---- Material provided

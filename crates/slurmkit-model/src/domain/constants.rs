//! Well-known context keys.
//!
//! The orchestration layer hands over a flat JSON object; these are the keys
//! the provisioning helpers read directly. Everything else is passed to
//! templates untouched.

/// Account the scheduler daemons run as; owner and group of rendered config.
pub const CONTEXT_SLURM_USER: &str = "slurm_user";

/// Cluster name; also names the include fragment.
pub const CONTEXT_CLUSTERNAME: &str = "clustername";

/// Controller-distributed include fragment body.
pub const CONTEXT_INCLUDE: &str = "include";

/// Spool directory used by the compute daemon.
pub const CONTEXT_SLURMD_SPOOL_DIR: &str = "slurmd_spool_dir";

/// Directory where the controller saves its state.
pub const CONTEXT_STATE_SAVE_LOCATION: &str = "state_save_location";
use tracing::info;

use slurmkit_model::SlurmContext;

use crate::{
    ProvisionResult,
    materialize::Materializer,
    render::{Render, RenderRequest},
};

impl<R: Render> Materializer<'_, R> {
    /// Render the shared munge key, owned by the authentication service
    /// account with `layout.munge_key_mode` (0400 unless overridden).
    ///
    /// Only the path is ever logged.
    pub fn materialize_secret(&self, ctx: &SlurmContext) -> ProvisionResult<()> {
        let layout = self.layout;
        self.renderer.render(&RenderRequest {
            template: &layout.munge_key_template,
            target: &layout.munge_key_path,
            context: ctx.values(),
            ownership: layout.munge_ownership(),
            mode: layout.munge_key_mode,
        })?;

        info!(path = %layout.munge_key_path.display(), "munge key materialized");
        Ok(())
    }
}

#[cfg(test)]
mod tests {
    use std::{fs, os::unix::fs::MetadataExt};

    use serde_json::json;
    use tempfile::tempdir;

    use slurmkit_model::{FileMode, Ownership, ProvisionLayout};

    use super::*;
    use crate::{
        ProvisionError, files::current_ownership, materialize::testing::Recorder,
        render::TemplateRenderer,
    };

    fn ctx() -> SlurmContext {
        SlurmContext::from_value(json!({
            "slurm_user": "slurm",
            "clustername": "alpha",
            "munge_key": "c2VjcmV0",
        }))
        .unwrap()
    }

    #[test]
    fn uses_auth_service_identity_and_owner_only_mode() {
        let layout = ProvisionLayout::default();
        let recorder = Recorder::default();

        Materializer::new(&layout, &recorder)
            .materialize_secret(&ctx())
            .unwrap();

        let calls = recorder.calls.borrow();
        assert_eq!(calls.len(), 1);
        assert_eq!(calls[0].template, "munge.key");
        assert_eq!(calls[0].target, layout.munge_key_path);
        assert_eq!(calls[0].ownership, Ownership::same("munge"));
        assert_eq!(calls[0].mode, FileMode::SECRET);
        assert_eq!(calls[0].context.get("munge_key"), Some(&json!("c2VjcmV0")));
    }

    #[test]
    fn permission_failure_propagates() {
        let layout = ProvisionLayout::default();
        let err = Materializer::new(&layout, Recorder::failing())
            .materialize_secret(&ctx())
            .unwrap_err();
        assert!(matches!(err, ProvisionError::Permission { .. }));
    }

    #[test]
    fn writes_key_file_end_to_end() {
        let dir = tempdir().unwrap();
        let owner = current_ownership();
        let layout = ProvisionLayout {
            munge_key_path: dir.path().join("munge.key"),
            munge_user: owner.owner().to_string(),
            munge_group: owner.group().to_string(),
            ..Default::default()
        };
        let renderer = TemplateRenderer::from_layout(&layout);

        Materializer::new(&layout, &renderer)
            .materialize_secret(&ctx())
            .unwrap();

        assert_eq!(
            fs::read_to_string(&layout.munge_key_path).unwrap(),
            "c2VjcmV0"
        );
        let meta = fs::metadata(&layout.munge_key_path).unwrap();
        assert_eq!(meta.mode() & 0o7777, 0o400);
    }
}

--------
---- Material provided

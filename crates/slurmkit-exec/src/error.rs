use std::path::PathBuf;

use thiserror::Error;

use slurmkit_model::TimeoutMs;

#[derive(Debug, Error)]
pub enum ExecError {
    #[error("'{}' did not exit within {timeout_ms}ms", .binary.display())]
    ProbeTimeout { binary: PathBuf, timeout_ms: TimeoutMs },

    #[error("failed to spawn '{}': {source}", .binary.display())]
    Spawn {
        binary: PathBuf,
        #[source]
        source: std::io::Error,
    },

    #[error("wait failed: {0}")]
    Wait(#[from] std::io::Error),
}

--------
---- Material provided

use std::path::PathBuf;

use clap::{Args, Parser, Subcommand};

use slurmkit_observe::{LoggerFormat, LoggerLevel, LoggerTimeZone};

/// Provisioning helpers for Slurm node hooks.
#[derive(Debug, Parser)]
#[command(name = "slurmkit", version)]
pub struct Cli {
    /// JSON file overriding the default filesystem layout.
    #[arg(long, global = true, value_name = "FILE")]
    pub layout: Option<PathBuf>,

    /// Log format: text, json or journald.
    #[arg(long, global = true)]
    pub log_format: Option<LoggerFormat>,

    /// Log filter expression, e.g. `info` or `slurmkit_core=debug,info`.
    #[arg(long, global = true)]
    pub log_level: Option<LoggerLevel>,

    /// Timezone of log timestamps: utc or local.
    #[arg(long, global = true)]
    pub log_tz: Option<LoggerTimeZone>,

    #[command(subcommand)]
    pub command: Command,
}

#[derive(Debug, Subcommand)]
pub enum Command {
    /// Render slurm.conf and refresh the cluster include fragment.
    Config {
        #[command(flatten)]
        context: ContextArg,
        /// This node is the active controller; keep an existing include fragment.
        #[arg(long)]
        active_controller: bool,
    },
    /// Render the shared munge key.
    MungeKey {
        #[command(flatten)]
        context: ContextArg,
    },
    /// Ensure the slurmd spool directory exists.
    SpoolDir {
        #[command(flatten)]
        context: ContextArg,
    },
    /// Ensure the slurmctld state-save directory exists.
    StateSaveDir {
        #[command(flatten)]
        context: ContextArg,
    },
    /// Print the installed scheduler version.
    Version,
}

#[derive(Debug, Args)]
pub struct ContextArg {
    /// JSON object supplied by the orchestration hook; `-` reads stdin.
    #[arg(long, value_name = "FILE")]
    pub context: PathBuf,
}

--------

Only lines that contain the string "exists" count; pick each one out of the records and copy it.

    /// Ensure the slurmd spool directory exists.
    /// Ensure the slurmctld state-save directory exists.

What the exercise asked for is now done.